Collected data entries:
<<<<

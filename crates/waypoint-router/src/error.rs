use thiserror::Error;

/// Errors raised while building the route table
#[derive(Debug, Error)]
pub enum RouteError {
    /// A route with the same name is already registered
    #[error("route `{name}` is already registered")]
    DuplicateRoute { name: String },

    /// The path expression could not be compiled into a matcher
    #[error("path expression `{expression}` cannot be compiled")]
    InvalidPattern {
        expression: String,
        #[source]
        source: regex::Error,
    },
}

>>>>

Give an exact copy of the lines from the one with "pub enum RouteError" through the end of the entries, both ends included.

- _EXERCISE RESPONSE_:
pub enum RouteError {
    /// A route with the same name is already registered
    #[error("route `{name}` is already registered")]
    DuplicateRoute { name: String },

    /// The path expression could not be compiled into a matcher
    #[error("path expression `{expression}` cannot be compiled")]
    InvalidPattern {
        expression: String,
        #[source]
        source: regex::Error,
    },
}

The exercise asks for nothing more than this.